How to crawl website with PHP

Want to scrape website data using PHP? Here’s a quick guide to get started. PHP offers two main paths for web crawling:

Frameworks like Goutte and Spatie/Crawler:
- Goutte: Simple and great for static websites.
- Spatie/Crawler: Handles dynamic, JavaScript-heavy sites with advanced features.
WebCrawlerAPI:
- A cloud-based service for effortless, scalable web scraping without manual setup.

Quick Comparison:

Feature	Goutte	Spatie/Crawler	WebCrawlerAPI
JavaScript Support	No	Yes	Yes
Scalability	Manual setup	Manual setup	Automatic (cloud)
Ease of Use	Simple	Moderate	Very simple
Best For	Static websites	Dynamic websites	Large-scale projects

Whether you need full control through frameworks or a hassle-free API solution, PHP has you covered. Let’s dive into the details!

Selecting a PHP Crawler Framework

When working on web crawling projects with PHP, Goutte and Spatie/Crawler are two popular options. Each has its own strengths, making them suitable for different types of tasks.

Goutte

Goutte is built on Symfony components and is well-suited for large-scale crawling. Its object-oriented design and efficient handling of HTML/XML make it a great choice for straightforward data extraction. Beginners often find its intuitive DOM crawler easy to use [1].

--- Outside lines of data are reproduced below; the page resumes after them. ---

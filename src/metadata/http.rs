//! HTTP/JSON implementation of [`MetadataApi`].

use async_trait::async_trait;
use serde::de::DeserializeOwned;

use super::MetadataApi;
use crate::config::ApiConfig;
use crate::error::{Error, Result};
use crate::types::{IssueDescriptor, IssuePublication, ResourceDescriptor};

/// Metadata API client
///
/// Endpoints, relative to the configured base URL:
/// - `GET issues/{feed}/{date}` returns an [`IssueDescriptor`]
/// - `GET resources` returns a [`ResourceDescriptor`]
#[derive(Clone, Debug)]
pub struct HttpMetadataApi {
    client: reqwest::Client,
    base_url: String,
}

impl HttpMetadataApi {
    /// Create a client for the configured endpoint
    pub fn new(config: &ApiConfig, client: reqwest::Client) -> Self {
        Self {
            client,
            base_url: config.base_url.trim_end_matches('/').to_string(),
        }
    }

    async fn get_json<T: DeserializeOwned>(&self, url: &str) -> Result<T> {
        let response = self.client.get(url).send().await.map_err(|e| {
            if e.is_timeout() || e.is_connect() {
                Error::Connectivity(format!("{url}: {e}"))
            } else {
                Error::from(e)
            }
        })?;

        let status = response.status();
        if status.is_server_error() {
            return Err(Error::Connectivity(format!("HTTP {status} from {url}")));
        }
        if !status.is_success() {
            return Err(Error::Api {
                status: status.as_u16(),
                message: format!("GET {url} failed"),
            });
        }

        let body = response.bytes().await.map_err(|e| {
            if e.is_timeout() {
                Error::Connectivity(format!("{url}: {e}"))
            } else {
                Error::from(e)
            }
        })?;
        Ok(serde_json::from_slice(&body)?)
    }
}

#[async_trait]
impl MetadataApi for HttpMetadataApi {
    async fn fetch_issue_descriptor(
        &self,
        publication: &IssuePublication,
    ) -> Result<IssueDescriptor> {
        let url = format!(
            "{}/issues/{}/{}",
            self.base_url, publication.feed, publication.date
        );
        tracing::debug!(publication = %publication, url = %url, "Fetching issue metadata");
        self.get_json(&url).await
    }

    async fn fetch_resource_descriptor(&self) -> Result<ResourceDescriptor> {
        let url = format!("{}/resources", self.base_url);
        tracing::debug!(url = %url, "Fetching resource metadata");
        self.get_json(&url).await
    }
}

Here’s a quick example of how Goutte works:

use GoutteClient;

$client = new Client();
$crawler = $client->request('GET', 'https://www.example.com');

$crawler->filter('h1')->each(function ($node) {
    echo $node->text();
});

Spatie/Crawler

Spatie/Crawler is better equipped for modern web applications, especially those with dynamic, client-side rendering. Pairing it with tools like Puppeteer allows it to handle JavaScript-heavy websites effectively [3].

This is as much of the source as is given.